The high prevalence of childhood obesity, evident globally in the past decade, is partly due to low physical activity (PA).1 Obesity and low cardiovascular fitness in children may increase the risk of hypertension and hypercholesterolemia during childhood and may contribute to the development of chronic diseases in adulthood, such as hypertension and diabetes.2 Participating in regular PA plays a significant role in the prevention of and decrease in childhood obesity and chronic diseases, thereby contributing to the prevention of chronic diseases later in adulthood.3
Motor skill competence (MSC) is defined in terms of common fundamental motor skills, specifically, the development of object control (e.g., throwing, kicking) and locomotor skills (e.g., running, jumping, hopping).4 The development of MSC has been proposed to be a causal determinant promoting physical fitness, PA behaviors, and health outcomes in childhood, because learning to move is a necessary skill underlying future PA.4, 5 Research has shown that the development of MSC in childhood and adolescence is associated with increased cardiovascular fitness, muscular endurance, muscular strength, PA, and perceived competence.6, 7 Longitudinal data in children also indicate that higher MSC is associated with sustained levels of PA and health-related physical fitness over time.8 However, previous studies targeted only older children and adolescents,9, 10 missing an opportunity to examine PA interventions in early childhood to improve health outcomes in this critical period of child development. Additionally, the study of the correlates and determinants (e.g., cultural contexts) of MSC, PA, and sedentary behavior in childhood has become an emerging trend in the field, because the research investigating such associations in recent years has provided new insights.11, 12, 13
In response, this special topic in the Journal of Sport and Health Science (JSHS) was aimed at examining the effectiveness of PA on MSC, fitness, and health outcomes in early childhood, as well as investigating correlates and determinants of MSC and PA in childhood through experimental and observational research. Specifically, novel database findings from 6 separate studies from Australia, Portugal, and the United States are presented. These studies attempted to (1) explore the effectiveness of various PA programs on preschool children's health-related outcomes, MSC, and perceived competence; (2) provide insight concerning the correlates and determinants of MSC, PA, and sedentary behaviors in children; (3) investigate the current status of MSC and fitness in children across various countries; and (4) provide directions for future research and practice to improve MSC and PA in childhood.

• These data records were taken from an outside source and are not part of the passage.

//! Route guards: decide whether a guarded region renders, waits, or redirects.
//!
//! Protected and Public guards are the same state machine with opposite
//! polarity. The guard itself never navigates; it hands back a [`Navigate`]
//! effect for a routing collaborator to apply, and it hands it back at most
//! once per transition into a redirecting state.

use log::debug;
use url::form_urlencoded;

use super::session::SessionOracle;
use crate::{DEFAULT_LANDING_PATH, DEFAULT_LOGIN_PATH, RETURN_PATH_PARAM};

/// Navigation effect emitted by guards and flows
#[derive(Debug, Clone, PartialEq, Eq)]
pub struct Navigate {
    pub path: String,
}

impl Navigate {
    pub fn to(path: impl Into<String>) -> Self {
        Self { path: path.into() }
    }
}

/// Routing collaborator that applies navigation effects
pub trait Navigator {
    fn navigate(&mut self, effect: &Navigate);
}

/// Navigator that only records where it was sent
#[derive(Debug, Default)]
pub struct RecordingNavigator {
    pub visited: Vec<String>,
}

impl Navigator for RecordingNavigator {
    fn navigate(&mut self, effect: &Navigate) {
        self.visited.push(effect.path.clone());
    }
}

#[derive(Debug, Clone, Copy, PartialEq, Eq)]
pub enum GuardPolarity {
    /// Renders only with a session
    Protected,
    /// Renders only without a session
    Public,
}

#[derive(Debug, Clone, Copy, PartialEq, Eq)]
pub enum GuardState {
    Loading,
    Authenticated,
    Unauthenticated,
}

/// Pure outcome of a guard evaluation
#[derive(Debug, Clone, PartialEq, Eq)]
pub enum GuardDecision {
    Loading,
    Redirect(String),
    Render,
}

/// What the guarded region should show
#[derive(Debug, Clone, Copy, PartialEq, Eq)]
pub enum GuardView {
    /// Neutral placeholder while the session check is outstanding
    Placeholder,
    Children,
    /// Nothing; a redirect is under way
    Empty,
}

/// Maps `(authenticated, loading)` onto a decision for the given polarity
pub fn decide(
    polarity: GuardPolarity,
    authenticated: bool,
    loading: bool,
    redirect_target: &str,
) -> GuardDecision {
    if loading {
        return GuardDecision::Loading;
    }
    let renders = match polarity {
        GuardPolarity::Protected => authenticated,
        GuardPolarity::Public => !authenticated,
    };
    if renders {
        GuardDecision::Render
    } else {
        GuardDecision::Redirect(redirect_target.to_string())
    }
}

/// Guard instance for one guarded region
#[derive(Debug, Clone)]
pub struct RouteGuard {
    polarity: GuardPolarity,
    redirect_to: String,
    location: String,
    state: GuardState,
    // Resolved state whose redirect has already been emitted
    redirected_for: Option<GuardState>,
}

impl RouteGuard {
    /// Guard for pages that need a session. Redirects to `/login` by default.
    pub fn protected(location: impl Into<String>) -> Self {
        Self::new(GuardPolarity::Protected, location, DEFAULT_LOGIN_PATH)
    }

    /// Guard for pages only meant for visitors. Redirects to `/dashboard` by default.
    pub fn public(location: impl Into<String>) -> Self {
        Self::new(GuardPolarity::Public, location, DEFAULT_LANDING_PATH)
    }

    pub fn new(
        polarity: GuardPolarity,
        location: impl Into<String>,
        redirect_to: impl Into<String>,
    ) -> Self {
        Self {
            polarity,
            redirect_to: redirect_to.into(),
            location: location.into(),
            state: GuardState::Loading,
            redirected_for: None,
        }
    }

    pub fn with_redirect(mut self, redirect_to: impl Into<String>) -> Self {
        self.redirect_to = redirect_to.into();
        self
    }

    pub fn polarity(&self) -> GuardPolarity {
        self.polarity
    }

    pub fn state(&self) -> GuardState {
        self.state
    }

    pub fn location(&self) -> &str {
        &self.location
    }

    /// Full redirect target. Protected guards carry the current location as
    /// a return-path parameter.
    pub fn redirect_target(&self) -> String {
        match self.polarity {
            GuardPolarity::Protected => {
                let encoded: String =
                    form_urlencoded::byte_serialize(self.location.as_bytes()).collect();
                let separator = if self.redirect_to.contains('?') { '&' } else { '?' };
                format!(
                    "{}{}{}={}",
                    self.redirect_to, separator, RETURN_PATH_PARAM, encoded
                )
            }
            GuardPolarity::Public => self.redirect_to.clone(),
        }
    }

    pub fn decision(&self) -> GuardDecision {
        decide(
            self.polarity,
            self.state == GuardState::Authenticated,
            self.state == GuardState::Loading,
            &self.redirect_target(),
        )
    }

    pub fn view(&self) -> GuardView {
        match self.decision() {
            GuardDecision::Loading => GuardView::Placeholder,
            GuardDecision::Render => GuardView::Children,
            GuardDecision::Redirect(_) => GuardView::Empty,
        }
    }

    /// Re-enters `Loading` ahead of an asynchronous session check
    pub fn begin_check(&mut self) {
        self.state = GuardState::Loading;
    }

    /// Settles the guard on a session answer.
    /// Returns the redirect effect only on the first resolution into a
    /// redirecting state.
    pub fn resolve(&mut self, authenticated: bool) -> Option<Navigate> {
        self.state = if authenticated {
            GuardState::Authenticated
        } else {
            GuardState::Unauthenticated
        };

        match self.decision() {
            GuardDecision::Redirect(path) => {
                if self.redirected_for == Some(self.state) {
                    return None;
                }
                self.redirected_for = Some(self.state);
                debug!(
                    "Guard redirect: polarity={:?}, from={}, to={}",
                    self.polarity, self.location, path
                );
                Some(Navigate::to(path))
            }
            _ => {
                self.redirected_for = None;
                None
            }
        }
    }

    /// Resolves against the oracle as it stands at this moment
    pub fn check(&mut self, oracle: &SessionOracle) -> Option<Navigate> {
        self.resolve(oracle.is_authenticated())
    }

    /// Resolves, hands any redirect to the navigator, and returns the view
    pub fn guard(&mut self, oracle: &SessionOracle, navigator: &mut impl Navigator) -> GuardView {
        if let Some(effect) = self.check(oracle) {
            navigator.navigate(&effect);
        }
        self.view()
    }
}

1. Intervention effectiveness in preschool children
Available intervention studies on preschool children's PA have yielded inconclusive findings, with some indicating significant increases in PA,14 whereas others suggest no significant differences.15 Additionally, some studies show significant improvements in cardiovascular fitness and decreases in skinfold thickness measurements, but not in body mass index, in experimental compared with control children.14 However, all previous intervention studies have demonstrated positive impacts on some components of MSC.14, 16, 17
The first 2 studies in this special topic investigated the effectiveness of differing PA interventions on preschool children's MSC, perceived competence, and PA. Palmer and colleagues examined the effects of a 5-week motor skill intervention on preschoolers’ MSC (as measured by the Test of Gross Motor Development-3) and accelerometer-determined PA behaviors compared with outdoor free play (i.e., recess). Children in the intervention group demonstrated greater increases in MSC compared with the control group over time. Although there was no group difference in PA, children's PA significantly increased after the intervention. Yet such increases did not translate to more PA outside of the intervention setting. Using exergaming (i.e., active video games) as the intervention channel, Gao et al. examined the effect of a school-based exergaming intervention on preschool children's perceived competence, MSC, and PA compared with usual care (i.e., recess) at school. The researchers observed exergaming to positively affect the promotion of preschool children's moderate-to-vigorous PA (MVPA) at school and to enhance perceived competence and MSC. The preschool years are critical to the development of children's MSC, as their MSC significantly improved even after just 8 weeks. In addition, boys demonstrated higher levels of MVPA than girls at both time points. These 2 studies suggested that implementing a structured PA program beyond regular recess benefited preschool children's MSC and possibly PA at Head Start centers or schools in the United States.
2. Correlates of MSC and PA in children
Previous studies have consistently shown positive associations among children's MSC, PA, health-related physical fitness, and perceived competence.6, 7, 18, 19 Nevertheless, the correlates of MSC and PA in preschool children remain largely unexplored. In the third article, Webster and colleagues investigated the relationships among children's MSC, parent-reported screen time, accelerometer-determined PA, and sedentary behavior. Findings indicated that children's MSC was positively related to vigorous PA and inversely related to screen time. However, children’s screen time and having a television in the bedroom were not significantly associated with their daily sedentary time, total PA, MVPA, or vigorous PA. Similar to many previous studies, boys engaged in more MVPA and vigorous PA and less sedentary time compared with girls. Zeng et al. investigated the correlates (e.g., perceived competence, number of children in family, parent age, body mass index, education, employment status, family income, perception of child coordination, and home PA environment) of preschool children's MSC from the social ecological perspective. They observed young children's MSC correlates to be multidimensional. In detail, children's perceived competence was positively related to children's locomotor skills and object control skills. Moreover, at the family level, parent education was significantly correlated with children's locomotor skills. Last, at the environmental level, the physical environment was positively associated with children's locomotor skills. Such findings suggest that professionals need to consider different levels or factors (e.g., individual, social, environment, etc.) while implementing interventions aimed to improve MSC.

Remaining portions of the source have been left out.